Write out, word for word, the first line of the data below and every line after it through the one containing "u32 (4 bytes)".

(Collected data):
_ _ _ _ _
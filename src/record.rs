//! Record layout for the live feed
//!
//! Fixed header: 16 bytes
//!   - length: u8 (1 byte) - total record length in 4-byte words, header included
//!   - rtype: u8 (1 byte) - runtime type tag
//!   - publisher_id: u16 (2 bytes)
//!   - instrument_id: u32 (4 bytes)
//!   - ts_event: u64 (8 bytes) - nanoseconds since the UNIX epoch
//!
//! All integers are little-endian. Fixed-width text fields are NUL padded.

use std::mem;

use byteorder::{ByteOrder, LittleEndian};
use serde::Serialize;

pub const HEADER_SIZE: usize = 16;
pub const WORD_SIZE: usize = 4;

pub const SYMBOL_CSTR_LEN: usize = 71;
pub const SYSTEM_MSG_LEN: usize = 303;
pub const ERROR_MSG_LEN: usize = 302;

/// Code value meaning "not provided by the gateway".
pub const UNDEF_CODE: u8 = u8::MAX;

/// Fixed-point prices carry nine implied decimals.
pub const FIXED_PRICE_SCALE: f64 = 1e9;

#[repr(u8)]
#[derive(Debug, Clone, Copy, PartialEq, Eq, Serialize)]
pub enum RType {
    Mbp0 = 0x00,
    Mbp1 = 0x01,
    Mbp10 = 0x0A,
    Status = 0x12,
    InstrumentDef = 0x13,
    Imbalance = 0x14,
    Error = 0x15,
    SymbolMapping = 0x16,
    System = 0x17,
    Statistics = 0x18,
    Ohlcv1S = 0x20,
    Ohlcv1M = 0x21,
    Ohlcv1H = 0x22,
    Ohlcv1D = 0x23,
    OhlcvEod = 0x24,
    Mbo = 0xA0,
    Cmbp1 = 0xB1,
    Cbbo1S = 0xC0,
    Cbbo1M = 0xC1,
    Tcbbo = 0xC2,
    Bbo1S = 0xC3,
    Bbo1M = 0xC4,
}

impl RType {
    pub fn from_u8(v: u8) -> Option<Self> {
        match v {
            0x00 => Some(RType::Mbp0),
            0x01 => Some(RType::Mbp1),
            0x0A => Some(RType::Mbp10),
            0x12 => Some(RType::Status),
            0x13 => Some(RType::InstrumentDef),
            0x14 => Some(RType::Imbalance),
            0x15 => Some(RType::Error),
            0x16 => Some(RType::SymbolMapping),
            0x17 => Some(RType::System),
            0x18 => Some(RType::Statistics),
            0x20 => Some(RType::Ohlcv1S),
            0x21 => Some(RType::Ohlcv1M),
            0x22 => Some(RType::Ohlcv1H),
            0x23 => Some(RType::Ohlcv1D),
            0x24 => Some(RType::OhlcvEod),
            0xA0 => Some(RType::Mbo),
            0xB1 => Some(RType::Cmbp1),
            0xC0 => Some(RType::Cbbo1S),
            0xC1 => Some(RType::Cbbo1M),
            0xC2 => Some(RType::Tcbbo),
            0xC3 => Some(RType::Bbo1S),
            0xC4 => Some(RType::Bbo1M),
            _ => None,
        }
    }
}

/// Record header: 16 bytes total
/// Laid out as: [length(1)][rtype(1)][publisher_id(2)][instrument_id(4)][ts_event(8)]
#[repr(C)]
#[derive(Debug, Clone, Copy, PartialEq, Eq, Serialize)]
pub struct RecordHeader {
    pub length: u8,
    pub rtype: u8,
    pub publisher_id: u16,
    pub instrument_id: u32,
    pub ts_event: u64,
}

impl RecordHeader {
    pub fn new(rtype: RType, publisher_id: u16, instrument_id: u32, ts_event: u64) -> Self {
        RecordHeader {
            length: (HEADER_SIZE / WORD_SIZE) as u8,
            rtype: rtype as u8,
            publisher_id,
            instrument_id,
            ts_event,
        }
    }

    /// Record size in bytes as declared by the length field
    pub fn record_size(&self) -> usize {
        self.length as usize * WORD_SIZE
    }

    /// Read a header from the first 16 bytes of `buf`.
    /// Callers must check `buf.len() >= HEADER_SIZE`.
    pub fn read(buf: &[u8]) -> Self {
        RecordHeader {
            length: buf[0],
            rtype: buf[1],
            publisher_id: LittleEndian::read_u16(&buf[2..4]),
            instrument_id: LittleEndian::read_u32(&buf[4..8]),
            ts_event: LittleEndian::read_u64(&buf[8..16]),
        }
    }

    pub fn write(&self, buf: &mut [u8]) {
        buf[0] = self.length;
        buf[1] = self.rtype;
        LittleEndian::write_u16(&mut buf[2..4], self.publisher_id);
        LittleEndian::write_u32(&mut buf[4..8], self.instrument_id);
        LittleEndian::write_u64(&mut buf[8..16], self.ts_event);
    }
}

/// A record kind with a fixed wire size.
///
/// `read_body` receives the bytes after the header and may assume at least
/// `SIZE - HEADER_SIZE` of them; the decoder checks this before calling it.
pub trait RecordMessage: Sized + Serialize {
    const RTYPE: RType;
    const SIZE: usize;

    fn header(&self) -> &RecordHeader;
    fn read_body(header: RecordHeader, body: &[u8]) -> Self;
    fn write_body(&self, body: &mut [u8]);

    /// Encode into wire bytes, fixing up the header length and rtype
    fn encode(&self) -> Vec<u8> {
        let mut buf = vec![0u8; Self::SIZE];
        let mut hd = *self.header();
        hd.length = (Self::SIZE / WORD_SIZE) as u8;
        hd.rtype = Self::RTYPE as u8;
        hd.write(&mut buf[..HEADER_SIZE]);
        self.write_body(&mut buf[HEADER_SIZE..]);
        buf
    }
}

/// Trade execution
/// Total: 16 (header) + 32 = 48 bytes
#[derive(Debug, Clone, PartialEq, Serialize)]
pub struct TradeMsg {
    pub hd: RecordHeader,
    pub price: i64, // fixed-point: price * 10^9
    pub size: u32,
    pub action: char,
    pub side: char,
    pub flags: u8,
    pub depth: u8,
    pub ts_recv: u64,
    pub ts_in_delta: i32,
    pub sequence: u32,
}

impl TradeMsg {
    pub fn new(instrument_id: u32, ts_event: u64, price: i64, size: u32) -> Self {
        TradeMsg {
            hd: RecordHeader::new(RType::Mbp0, 1, instrument_id, ts_event),
            price,
            size,
            action: 'T',
            side: 'N',
            flags: 0,
            depth: 0,
            ts_recv: ts_event,
            ts_in_delta: 0,
            sequence: 0,
        }
    }

    pub fn price_f64(&self) -> f64 {
        price_from_fixed(self.price)
    }
}

impl RecordMessage for TradeMsg {
    const RTYPE: RType = RType::Mbp0;
    const SIZE: usize = 48;

    fn header(&self) -> &RecordHeader {
        &self.hd
    }

    fn read_body(hd: RecordHeader, body: &[u8]) -> Self {
        TradeMsg {
            hd,
            price: LittleEndian::read_i64(&body[0..8]),
            size: LittleEndian::read_u32(&body[8..12]),
            action: body[12] as char,
            side: body[13] as char,
            flags: body[14],
            depth: body[15],
            ts_recv: LittleEndian::read_u64(&body[16..24]),
            ts_in_delta: LittleEndian::read_i32(&body[24..28]),
            sequence: LittleEndian::read_u32(&body[28..32]),
        }
    }

    fn write_body(&self, body: &mut [u8]) {
        LittleEndian::write_i64(&mut body[0..8], self.price);
        LittleEndian::write_u32(&mut body[8..12], self.size);
        body[12] = ascii_byte(self.action);
        body[13] = ascii_byte(self.side);
        body[14] = self.flags;
        body[15] = self.depth;
        LittleEndian::write_u64(&mut body[16..24], self.ts_recv);
        LittleEndian::write_i32(&mut body[24..28], self.ts_in_delta);
        LittleEndian::write_u32(&mut body[28..32], self.sequence);
    }
}

/// Trading status change for an instrument
/// Total: 16 (header) + 24 = 40 bytes
#[derive(Debug, Clone, PartialEq, Serialize)]
pub struct StatusMsg {
    pub hd: RecordHeader,
    pub ts_recv: u64,
    pub action: u16,
    pub reason: u16,
    pub trading_event: u16,
    pub is_trading: char,
    pub is_quoting: char,
    pub is_short_sell_restricted: char,
}

impl RecordMessage for StatusMsg {
    const RTYPE: RType = RType::Status;
    const SIZE: usize = 40;

    fn header(&self) -> &RecordHeader {
        &self.hd
    }

    fn read_body(hd: RecordHeader, body: &[u8]) -> Self {
        StatusMsg {
            hd,
            ts_recv: LittleEndian::read_u64(&body[0..8]),
            action: LittleEndian::read_u16(&body[8..10]),
            reason: LittleEndian::read_u16(&body[10..12]),
            trading_event: LittleEndian::read_u16(&body[12..14]),
            is_trading: body[14] as char,
            is_quoting: body[15] as char,
            is_short_sell_restricted: body[16] as char,
        }
    }

    fn write_body(&self, body: &mut [u8]) {
        LittleEndian::write_u64(&mut body[0..8], self.ts_recv);
        LittleEndian::write_u16(&mut body[8..10], self.action);
        LittleEndian::write_u16(&mut body[10..12], self.reason);
        LittleEndian::write_u16(&mut body[12..14], self.trading_event);
        body[14] = ascii_byte(self.is_trading);
        body[15] = ascii_byte(self.is_quoting);
        body[16] = ascii_byte(self.is_short_sell_restricted);
    }
}

/// Gateway error notice
/// Total: 16 (header) + 304 = 320 bytes
#[derive(Debug, Clone, PartialEq, Serialize)]
pub struct ErrorMsg {
    pub hd: RecordHeader,
    pub err: String,
    pub code: u8,
    pub is_last: u8,
}

impl ErrorMsg {
    pub fn new(ts_event: u64, err: &str) -> Self {
        ErrorMsg {
            hd: RecordHeader::new(RType::Error, 0, 0, ts_event),
            err: err.to_string(),
            code: UNDEF_CODE,
            is_last: 1,
        }
    }
}

impl RecordMessage for ErrorMsg {
    const RTYPE: RType = RType::Error;
    const SIZE: usize = 320;

    fn header(&self) -> &RecordHeader {
        &self.hd
    }

    fn read_body(hd: RecordHeader, body: &[u8]) -> Self {
        ErrorMsg {
            hd,
            err: read_cstr(&body[..ERROR_MSG_LEN]),
            code: body[ERROR_MSG_LEN],
            is_last: body[ERROR_MSG_LEN + 1],
        }
    }

    fn write_body(&self, body: &mut [u8]) {
        write_cstr(&mut body[..ERROR_MSG_LEN], &self.err);
        body[ERROR_MSG_LEN] = self.code;
        body[ERROR_MSG_LEN + 1] = self.is_last;
    }
}

/// Point-in-time mapping of an instrument id to its symbols
/// Total: 16 (header) + 160 = 176 bytes
#[derive(Debug, Clone, PartialEq, Serialize)]
pub struct SymbolMappingMsg {
    pub hd: RecordHeader,
    pub stype_in: u8,
    pub stype_in_symbol: String,
    pub stype_out: u8,
    pub stype_out_symbol: String,
    pub start_ts: u64,
    pub end_ts: u64,
}

impl SymbolMappingMsg {
    pub fn new(instrument_id: u32, ts_event: u64, stype_in_symbol: &str, stype_out_symbol: &str) -> Self {
        SymbolMappingMsg {
            hd: RecordHeader::new(RType::SymbolMapping, 0, instrument_id, ts_event),
            stype_in: UNDEF_CODE,
            stype_in_symbol: stype_in_symbol.to_string(),
            stype_out: UNDEF_CODE,
            stype_out_symbol: stype_out_symbol.to_string(),
            start_ts: ts_event,
            end_ts: u64::MAX,
        }
    }
}

impl RecordMessage for SymbolMappingMsg {
    const RTYPE: RType = RType::SymbolMapping;
    const SIZE: usize = 176;

    fn header(&self) -> &RecordHeader {
        &self.hd
    }

    fn read_body(hd: RecordHeader, body: &[u8]) -> Self {
        let out = 1 + SYMBOL_CSTR_LEN;
        let ts = out + 1 + SYMBOL_CSTR_LEN;
        SymbolMappingMsg {
            hd,
            stype_in: body[0],
            stype_in_symbol: read_cstr(&body[1..out]),
            stype_out: body[out],
            stype_out_symbol: read_cstr(&body[out + 1..ts]),
            start_ts: LittleEndian::read_u64(&body[ts..ts + 8]),
            end_ts: LittleEndian::read_u64(&body[ts + 8..ts + 16]),
        }
    }

    fn write_body(&self, body: &mut [u8]) {
        let out = 1 + SYMBOL_CSTR_LEN;
        let ts = out + 1 + SYMBOL_CSTR_LEN;
        body[0] = self.stype_in;
        write_cstr(&mut body[1..out], &self.stype_in_symbol);
        body[out] = self.stype_out;
        write_cstr(&mut body[out + 1..ts], &self.stype_out_symbol);
        LittleEndian::write_u64(&mut body[ts..ts + 8], self.start_ts);
        LittleEndian::write_u64(&mut body[ts + 8..ts + 16], self.end_ts);
    }
}

/// Gateway system notice, including heartbeats
/// Total: 16 (header) + 304 = 320 bytes
#[derive(Debug, Clone, PartialEq, Serialize)]
pub struct SystemMsg {
    pub hd: RecordHeader,
    pub msg: String,
    pub code: u8,
}

impl SystemMsg {
    pub const HEARTBEAT_CODE: u8 = 0;

    pub fn new(ts_event: u64, msg: &str, code: u8) -> Self {
        SystemMsg {
            hd: RecordHeader::new(RType::System, 0, 0, ts_event),
            msg: msg.to_string(),
            code,
        }
    }

    pub fn heartbeat(ts_event: u64) -> Self {
        SystemMsg::new(ts_event, "Heartbeat", Self::HEARTBEAT_CODE)
    }

    /// Older gateways leave the code unset and only mark heartbeats in the text.
    pub fn is_heartbeat(&self) -> bool {
        if self.code != UNDEF_CODE {
            self.code == Self::HEARTBEAT_CODE
        } else {
            self.msg.starts_with("Heartbeat")
        }
    }
}

impl RecordMessage for SystemMsg {
    const RTYPE: RType = RType::System;
    const SIZE: usize = 320;

    fn header(&self) -> &RecordHeader {
        &self.hd
    }

    fn read_body(hd: RecordHeader, body: &[u8]) -> Self {
        SystemMsg {
            hd,
            msg: read_cstr(&body[..SYSTEM_MSG_LEN]),
            code: body[SYSTEM_MSG_LEN],
        }
    }

    fn write_body(&self, body: &mut [u8]) {
        write_cstr(&mut body[..SYSTEM_MSG_LEN], &self.msg);
        body[SYSTEM_MSG_LEN] = self.code;
    }
}

// Compile-time assertions for memory layout
const _: () = {
    assert!(mem::size_of::<RecordHeader>() == HEADER_SIZE);
    assert!(TradeMsg::SIZE % WORD_SIZE == 0);
    assert!(StatusMsg::SIZE % WORD_SIZE == 0);
    assert!(ErrorMsg::SIZE % WORD_SIZE == 0);
    assert!(SymbolMappingMsg::SIZE % WORD_SIZE == 0);
    assert!(SystemMsg::SIZE % WORD_SIZE == 0);
};

/// Read a NUL-padded text field
pub fn read_cstr(field: &[u8]) -> String {
    let end = field.iter().position(|&b| b == 0).unwrap_or(field.len());
    String::from_utf8_lossy(&field[..end]).into_owned()
}

/// Write `value` into a NUL-padded text field, truncating so the last byte stays NUL
pub fn write_cstr(field: &mut [u8], value: &str) {
    field.fill(0);
    let len = value.len().min(field.len().saturating_sub(1));
    field[..len].copy_from_slice(&value.as_bytes()[..len]);
}

fn ascii_byte(c: char) -> u8 {
    if c.is_ascii() {
        c as u8
    } else {
        0
    }
}

/// Convert price from fixed-point to float
pub fn price_from_fixed(fixed: i64) -> f64 {
    fixed as f64 / FIXED_PRICE_SCALE
}

/// Convert price to fixed-point
pub fn price_to_fixed(price: f64) -> i64 {
    (price * FIXED_PRICE_SCALE).round() as i64
}

#[cfg(test)]
mod tests {
    use super::*;

    #[test]
    fn test_rtype_conversion() {
        assert_eq!(RType::from_u8(0x16), Some(RType::SymbolMapping));
        assert_eq!(RType::from_u8(0x00), Some(RType::Mbp0));
        assert_eq!(RType::from_u8(0x99), None);
    }

    #[test]
    fn test_price_conversions() {
        let price = 4512.25;
        let fixed = price_to_fixed(price);
        assert_eq!(fixed, 4_512_250_000_000);
        assert!((price_from_fixed(fixed) - price).abs() < 1e-9);
    }

    #[test]
    fn test_header_length_in_words() {
        let bytes = TradeMsg::new(100, 1, 0, 1).encode();
        assert_eq!(bytes.len(), 48);
        assert_eq!(bytes[0], 12);
        assert_eq!(RecordHeader::read(&bytes).record_size(), 48);
    }

    #[test]
    fn test_cstr_truncates_and_terminates() {
        let mut field = [0xFFu8; 5];
        write_cstr(&mut field, "ESZ4-LONG");
        assert_eq!(&field, b"ESZ4\0");
        assert_eq!(read_cstr(&field), "ESZ4");
    }

    #[test]
    fn test_heartbeat_detection() {
        assert!(SystemMsg::heartbeat(0).is_heartbeat());
        assert!(!SystemMsg::new(0, "Subscription request accepted", 1).is_heartbeat());
        assert!(SystemMsg::new(0, "Heartbeat", UNDEF_CODE).is_heartbeat());
        assert!(!SystemMsg::new(0, "Finished replay", UNDEF_CODE).is_heartbeat());
    }
}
_ _ _ _ _
(FINAL ANSWER):
filename src/record.rs
//! Record layout for the live feed
//!
//! Fixed header: 16 bytes
//!   - length: u8 (1 byte) - total record length in 4-byte words, header included
//!   - rtype: u8 (1 byte) - runtime type tag
//!   - publisher_id: u16 (2 bytes)
//!   - instrument_id: u32 (4 bytes)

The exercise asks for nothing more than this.